◆ THE DATA ◆
--------------------------------------------------
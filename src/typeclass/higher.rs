//! Higher-Kinded Type emulation through Generic Associated Types.
//!
//! Rust cannot abstract over `Maybe<_>` or `Promise<_>` as type constructors
//! directly. [`TypeConstructor`] uses a generic associated type to name "the
//! same wrapper applied to another type", which is what [`Functor`] and
//! [`Monad`] need to describe their return types.
//!
//! [`Functor`]: super::Functor
//! [`Monad`]: super::Monad
//!
//! # Example
//!
//! ```rust
//! use monadic::control::Maybe;
//! use monadic::typeclass::TypeConstructor;
//!
//! fn absent_like<T: TypeConstructor>(_value: T) -> T::WithType<String>
//! where
//!     T::WithType<String>: Default,
//! {
//!     Default::default()
//! }
//!
//! let absent: Maybe<String> = absent_like(Maybe::some(42));
//! assert!(!absent.exists());
//! ```

/// A trait representing a type constructor.
///
/// # Associated Types
///
/// - `Inner`: The type parameter that this type constructor is currently applied to.
/// - `WithType<B>`: The same type constructor applied to a different type `B`.
///
/// # Laws
///
/// `<F as TypeConstructor>::WithType<F::Inner>` should be `F` itself.
pub trait TypeConstructor {
    /// The inner type that this type constructor is applied to.
    ///
    /// For example, for `Try<i32>`, this would be `i32`.
    type Inner;

    /// The same type constructor applied to a different type `B`.
    ///
    /// For example, for `Try<i32>`, `WithType<String>` would be `Try<String>`.
    type WithType<B>: TypeConstructor<Inner = B>;
}

#[cfg(all(test, feature = "control"))]
mod tests {
    use super::*;
    use crate::control::{Call, Maybe, Try};

    #[test]
    fn maybe_inner_type_is_correct() {
        fn assert_inner<T: TypeConstructor<Inner = i32>>() {}
        assert_inner::<Maybe<i32>>();
    }

    #[test]
    fn try_with_type_produces_try() {
        fn assert_with_type<T, B>()
        where
            Try<T>: TypeConstructor<Inner = T, WithType<B> = Try<B>>,
        {
        }

        assert_with_type::<i32, String>();
        assert_with_type::<Vec<u8>, bool>();
    }

    #[test]
    fn call_with_type_produces_call() {
        fn assert_with_type<T, B>()
        where
            Call<T>: TypeConstructor<Inner = T, WithType<B> = Call<B>>,
        {
        }

        assert_with_type::<i32, String>();
    }

    #[test]
    fn chained_with_type_transformations() {
        type Step1 = <Maybe<i32> as TypeConstructor>::WithType<String>;
        type Step2 = <Step1 as TypeConstructor>::WithType<bool>;

        fn assert_is_bool_inner<T: TypeConstructor<Inner = bool>>() {}
        assert_is_bool_inner::<Step2>();
    }

    #[cfg(feature = "async")]
    #[test]
    fn promise_with_type_produces_promise() {
        use crate::effect::Promise;

        fn assert_with_type<T, B>()
        where
            Promise<T>: TypeConstructor<Inner = T, WithType<B> = Promise<B>>,
        {
        }

        assert_with_type::<i32, String>();
    }
}
impl<T> Monad for Try<T> {
    #[inline]
    fn pure(value: T) -> Self {
        Self::Success(value)
    }

    #[inline]
    fn flat_map<B, F>(self, function: F) -> Try<B>
    where
        F: Fn(T) -> Try<B>,
    {
        Self::flat_map(self, function)
    }
}

#[cfg(test)]
mod tests {
    use super::*;
    use rstest::rstest;
    use std::cell::Cell;
    use std::io;

    fn io_failure() -> Error {
        Error::from(io::Error::other("disk unavailable"))
    }

    #[rstest]
    fn of_captures_success() {
        assert_eq!(Try::of(|| Ok::<_, Error>(42)), Try::Success(42));
    }

    #[rstest]
    fn of_captures_returned_error_without_losing_it() {
        let attempt = Try::<i32>::of(|| Err(io::Error::other("disk unavailable")));
        let error = attempt.error().expect("failure expected");
        assert!(error.is::<io::Error>());
        assert_eq!(error.to_string(), "disk unavailable");
    }

    #[rstest]
    fn of_captures_panics() {
        let attempt = Try::<i32>::of(|| -> Result<i32, Error> { panic!("exploded") });
        assert!(attempt.error().is_some_and(Error::is_panic));
    }

    #[rstest]
    fn map_forwards_the_same_failure() {
        let error = io_failure();
        let mapped = Try::<i32>::Failure(error.clone()).map(|n| n + 1);
        assert!(mapped.error().is_some_and(|mapped| mapped.ptr_eq(&error)));
    }

    #[rstest]
    fn map_is_not_invoked_on_failure() {
        let calls = Cell::new(0);
        let _ = Try::<i32>::failure(io::Error::other("x")).map(|n| {
            calls.set(calls.get() + 1);
            n
        });
        assert_eq!(calls.get(), 0);
    }

    #[rstest]
    fn try_map_converts_errors() {
        let converted = Try::success("12x").try_map(|text| text.parse::<i32>());
        assert!(converted.error().is_some_and(|error| error.is::<std::num::ParseIntError>()));
    }

    #[rstest]
    fn flat_map_returns_inner_result_directly() {
        let error = io_failure();
        let inner_error = error.clone();
        let chained = Try::success(1).flat_map(move |_| Try::<i32>::Failure(inner_error));
        assert!(chained.error().is_some_and(|chained| chained.ptr_eq(&error)));
    }

    #[rstest]
    #[case(10, true)]
    #[case(-1, false)]
    fn filter_reports_unmet_criteria(#[case] value: i32, #[case] kept: bool) {
        let filtered = Try::success(value).filter(|n| *n > 0);
        assert_eq!(filtered.is_success(), kept);
        if !kept {
            assert_eq!(
                filtered.error().and_then(Error::kind),
                Some(&MonadError::CriteriaNotMet)
            );
        }
    }

    #[rstest]
    fn and_reports_the_left_failure_first() {
        let left_error = io_failure();
        let right_error = io_failure();
        let joined = Try::<i32>::Failure(left_error.clone())
            .and(Try::<i32>::Failure(right_error), |a, b| a + b);
        assert!(joined.error().is_some_and(|error| error.ptr_eq(&left_error)));
    }

    #[rstest]
    fn or_else_only_runs_on_failure() {
        let handled = Cell::new(false);
        assert_eq!(Try::success(1).or_else(|_| handled.set(true)), Some(1));
        assert!(!handled.get());
        assert_eq!(Try::<i32>::Failure(io_failure()).or_else(|_| handled.set(true)), None);
        assert!(handled.get());
    }

    #[rstest]
    fn or_fail_rethrows_the_captured_error() {
        let error = io_failure();
        let rethrown = Try::<i32>::Failure(error.clone()).or_fail().unwrap_err();
        assert!(rethrown.ptr_eq(&error));
    }

    #[rstest]
    fn of_all_reports_first_failure_in_order() {
        let first = io_failure();
        let second = io_failure();
        let all = Try::of_all(vec![
            Try::success(1),
            Try::Failure(first.clone()),
            Try::Failure(second),
            Try::success(4),
        ]);
        assert!(all.error().is_some_and(|error| error.ptr_eq(&first)));
    }

    #[rstest]
    fn of_all_of_nothing_is_empty_success() {
        assert_eq!(Try::<i32>::of_all(Vec::new()), Try::Success(Vec::new()));
    }

    #[rstest]
    fn of_successful_is_lazy() {
        let produced = Cell::new(0);
        let source = (1..=4).map(|n| {
            produced.set(produced.get() + 1);
            if n % 2 == 0 {
                Try::success(n)
            } else {
                Try::failure(io::Error::other("odd"))
            }
        });
        let evens = Try::of_successful(source).or_fail().expect("sequence is built");
        assert_eq!(produced.get(), 0);
        assert_eq!(evens.collect::<Vec<_>>(), vec![2, 4]);
        assert_eq!(produced.get(), 4);
    }

    #[rstest]
    fn recover_replaces_failures_only() {
        assert_eq!(Try::success(1).recover(|_| 0), Try::Success(1));
        assert_eq!(Try::<i32>::Failure(io_failure()).recover(|_| 0), Try::Success(0));
    }
}
//! Type class traits shared by every wrapper in the crate.
//!
//! - [`TypeConstructor`]: emulates higher-kinded types with a GAT
//! - [`Functor`]: mapping over a wrapped value
//! - [`Monad`]: `pure`, `flat_map` and the derived `then`/`and`
//!
//! `Maybe`, `Try`, `Call` and `Promise` each implement all three, so generic
//! code (and the law tests) can treat them uniformly.
//!
//! # Examples
//!
//! ```rust
//! use monadic::control::{Maybe, Try};
//! use monadic::typeclass::Monad;
//!
//! fn increment<M>(wrapper: M) -> M::WithType<i32>
//! where
//!     M: Monad<Inner = i32>,
//! {
//!     wrapper.fmap(|n| n + 1)
//! }
//!
//! assert_eq!(increment(Maybe::some(1)), Maybe::some(2));
//! assert_eq!(increment(Try::success(1)).ok(), Some(2));
//! ```

mod functor;
mod higher;
mod monad;

pub use functor::Functor;
pub use higher::TypeConstructor;
pub use monad::Monad;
--------------------------------------------------
◆ PROMPT ◆
I need each line of the entries that holds the string "different" located and copied.

◆ EXERCISE OUTPUT ◆
/// - `WithType<B>`: The same type constructor applied to a different type `B`.
    /// The same type constructor applied to a different type `B`.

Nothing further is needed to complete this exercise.